• **YOUR ASSIGNMENT**: Look through the material below and show every line with the word "tracing".

• **DATA FOR THE TASK**:
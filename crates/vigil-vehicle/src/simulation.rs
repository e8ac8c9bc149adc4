//! A simulated vehicle: one movement assembly and one cabin light, relayed
//! through a single observable.
//!
//! While active, a [`Simulation`] observes both assemblies through an
//! internal relay and notifies its own observers whenever either changes.
//! Deactivating detaches the relay; the relay's detach hook records the
//! deactivation and notifies once more.

use std::cell::Cell;
use std::fmt;
use std::rc::{Rc, Weak};

use chrono::{DateTime, Utc};
use vigil_ident::{IdAlphabet, IdSampler, PrefixedIdGenerator, SampleSpec};
use vigil_observe::{
    impl_observable, DetachHook, Observable, ObservableBase, Observer, ObserverError, OnDetached,
};

use crate::cabin_light::{CabinControl, CabinLightAssembly};
use crate::error::VehicleError;
use crate::movement::{MovementAssembly, MovementControl};
use crate::sensor::{Location, SensorDescription};

// ── SimulationConfig ──────────────────────────────────────────────

/// Inputs for [`Simulation::new`].
#[derive(Clone, Debug, Default)]
pub struct SimulationConfig {
    /// Fixed simulation id. `None` draws a fresh prefixed id.
    pub simulation_id: Option<String>,
    /// Activate immediately after construction. Default: false.
    pub auto_activate: bool,
    /// Seed for generated ids and sensor identities. `None` seeds from
    /// the thread-local generator.
    pub seed: Option<u64>,
}

// ── Relay ─────────────────────────────────────────────────────────

struct Relay {
    simulation: Weak<Simulation>,
}

impl Relay {
    fn forward(&self) -> Result<(), ObserverError> {
        let Some(simulation) = self.simulation.upgrade() else {
            return Ok(());
        };
        if !simulation.activated.get() {
            return Ok(());
        }
        simulation
            .observers
            .notify_observers(&simulation)
            .map_err(|e| e.into_failure().translate("simulation relay failed"))
    }
}

impl Observer<MovementAssembly> for Relay {
    fn subject_changed(&self, _: &MovementAssembly) -> Result<(), ObserverError> {
        self.forward()
    }

    fn name(&self) -> &str {
        "simulation-relay"
    }

    fn detach_hook(&self) -> Option<DetachHook<'_, MovementAssembly>> {
        Some(DetachHook::Detached(self))
    }
}

impl Observer<CabinLightAssembly> for Relay {
    fn subject_changed(&self, _: &CabinLightAssembly) -> Result<(), ObserverError> {
        self.forward()
    }

    fn name(&self) -> &str {
        "simulation-relay"
    }

    fn detach_hook(&self) -> Option<DetachHook<'_, CabinLightAssembly>> {
        Some(DetachHook::Detached(self))
    }
}

impl OnDetached for Relay {
    /// Runs once per assembly; only the first call while active records
    /// the deactivation.
    fn detached(&self) -> Result<(), ObserverError> {
        let Some(simulation) = self.simulation.upgrade() else {
            return Ok(());
        };
        if !simulation.activated.replace(false) {
            return Ok(());
        }
        simulation.deactivation_date.set(Some(Utc::now()));
        tracing::info!(simulation = %simulation.id, "simulation deactivated");
        simulation
            .observers
            .notify_observers(&simulation)
            .map_err(|e| e.into_failure().translate("deactivation notice failed"))
    }
}

// ── Simulation ────────────────────────────────────────────────────

/// A simulated vehicle.
pub struct Simulation {
    id: String,
    movement: Rc<MovementAssembly>,
    cabin_light: Rc<CabinLightAssembly>,
    relay: Rc<Relay>,
    activated: Cell<bool>,
    activation_date: Cell<Option<DateTime<Utc>>>,
    deactivation_date: Cell<Option<DateTime<Utc>>>,
    observers: ObservableBase<Simulation>,
}

impl Simulation {
    /// Build a simulation with generated sensor identities.
    ///
    /// # Errors
    ///
    /// [`VehicleError::Ident`] or [`VehicleError::InvalidIdentifierFormat`]
    /// if identity generation fails.
    pub fn new(config: SimulationConfig) -> Result<Rc<Self>, VehicleError> {
        let seed = config.seed.unwrap_or_else(rand::random);
        let mut sampler = IdSampler::seeded(seed);
        let id = match config.simulation_id {
            Some(id) => id,
            None => sampler.next_id(&PrefixedIdGenerator::simulation())?,
        };

        let movement = MovementAssembly::new(simulated_description(
            &mut sampler,
            &id,
            "MovementSensor",
            "movement-sensor",
        )?);
        let cabin_light = CabinLightAssembly::new(simulated_description(
            &mut sampler,
            &id,
            "CabinLightSensor",
            "cabin-light-sensor",
        )?);

        let simulation = Self::from_parts(id, Rc::new(movement), Rc::new(cabin_light));
        if config.auto_activate {
            simulation.activate();
        }
        Ok(simulation)
    }

    /// Build an inactive simulation over existing assemblies.
    pub fn from_parts(
        id: impl Into<String>,
        movement: Rc<MovementAssembly>,
        cabin_light: Rc<CabinLightAssembly>,
    ) -> Rc<Self> {
        let id = id.into();
        tracing::debug!(simulation = %id, "simulation created");
        Rc::new_cyclic(|weak| Self {
            id,
            movement,
            cabin_light,
            relay: Rc::new(Relay {
                simulation: weak.clone(),
            }),
            activated: Cell::new(false),
            activation_date: Cell::new(None),
            deactivation_date: Cell::new(None),
            observers: ObservableBase::new(),
        })
    }

    /// Start relaying assembly changes. Returns `false` if already active.
    pub fn activate(&self) -> bool {
        if self.activated.get() {
            return false;
        }
        self.movement.attach(self.relay.clone());
        self.cabin_light.attach(self.relay.clone());
        self.activated.set(true);
        self.activation_date.set(Some(Utc::now()));
        self.deactivation_date.set(None);
        tracing::info!(simulation = %self.id, "simulation activated");
        true
    }

    /// Stop relaying. Returns `Ok(false)` if already inactive.
    ///
    /// The relay is detached from both assemblies even if the first
    /// detachment fails.
    ///
    /// # Errors
    ///
    /// The first detach failure, which includes a failing observer of the
    /// deactivation notice.
    pub fn deactivate(&self) -> Result<bool, VehicleError> {
        if !self.activated.get() {
            return Ok(false);
        }
        let from_movement = self.movement.detach(&self.relay);
        let from_cabin_light = self.cabin_light.detach(&self.relay);
        from_movement?;
        from_cabin_light?;
        Ok(true)
    }

    /// Simulation id.
    pub fn id(&self) -> &str {
        &self.id
    }

    /// `true` while relaying.
    pub fn is_activated(&self) -> bool {
        self.activated.get()
    }

    /// When the simulation was last activated.
    pub fn activation_date(&self) -> Option<DateTime<Utc>> {
        self.activation_date.get()
    }

    /// When the simulation was last deactivated, if not active since.
    pub fn deactivation_date(&self) -> Option<DateTime<Utc>> {
        self.deactivation_date.get()
    }

    /// The movement assembly.
    pub fn movement(&self) -> &Rc<MovementAssembly> {
        &self.movement
    }

    /// The cabin light assembly.
    pub fn cabin_light(&self) -> &Rc<CabinLightAssembly> {
        &self.cabin_light
    }
}

impl_observable!(Simulation => observers);

impl MovementControl for Simulation {
    fn start(&self, initial_speed: u32) -> Result<(), VehicleError> {
        self.movement.start(initial_speed)
    }

    fn update_speed_by(&self, delta: i32) -> Result<(), VehicleError> {
        self.movement.update_speed_by(delta)
    }

    fn stop(&self) -> Result<(), VehicleError> {
        self.movement.stop()
    }
}

impl CabinControl for Simulation {
    fn dim_cabin(&self) -> Result<(), VehicleError> {
        self.cabin_light.dim_cabin()
    }

    fn switch_on(&self) -> Result<(), VehicleError> {
        self.cabin_light.switch_on()
    }

    fn switch_off(&self) -> Result<(), VehicleError> {
        self.cabin_light.switch_off()
    }
}

impl fmt::Display for Simulation {
    fn fmt(&self, f: &mut fmt::Formatter<'_>) -> fmt::Result {
        write!(
            f,
            "Simulation(id={}, activated={}",
            self.id,
            if self.is_activated() { "Y" } else { "N" }
        )?;
        if let Some(at) = self.activation_date() {
            write!(f, ", activated_at={}", at.to_rfc3339())?;
        }
        if let Some(at) = self.deactivation_date() {
            write!(f, ", deactivated_at={}", at.to_rfc3339())?;
        }
        f.write_str(")")
    }
}

impl fmt::Debug for Simulation {
    fn fmt(&self, f: &mut fmt::Formatter<'_>) -> fmt::Result {
        f.debug_struct("Simulation")
            .field("id", &self.id)
            .field("activated", &self.activated.get())
            .field("activation_date", &self.activation_date.get())
            .field("deactivation_date", &self.deactivation_date.get())
            .field("observers", &self.observers)
            .finish_non_exhaustive()
    }
}

/// Sensor identity derived from the simulation id and the sensor kind.
fn simulated_description<R: rand::Rng>(
    sampler: &mut IdSampler<R>,
    simulation_id: &str,
    kind: &str,
    slug: &str,
) -> Result<SensorDescription, VehicleError> {
    let location = Location::new(format!(
        "{slug}.loc-{}",
        sampler.random_string(IdAlphabet::Numeric, 5)
    ))?;
    let serial = sampler.sample(kind, &SampleSpec::builder().build()?)?;
    let description = format!(
        "{simulation_id}:{kind}:{}",
        sampler.random_string(IdAlphabet::AlphaNumeric, 15)
    );
    Ok(SensorDescription::new(
        location,
        format!("{simulation_id}:{serial}"),
        description,
    ))
}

• **ANSWER SPACE**:
        tracing::info!(simulation = %simulation.id, "simulation deactivated");
        tracing::debug!(simulation = %id, "simulation created");
        tracing::info!(simulation = %self.id, "simulation activated");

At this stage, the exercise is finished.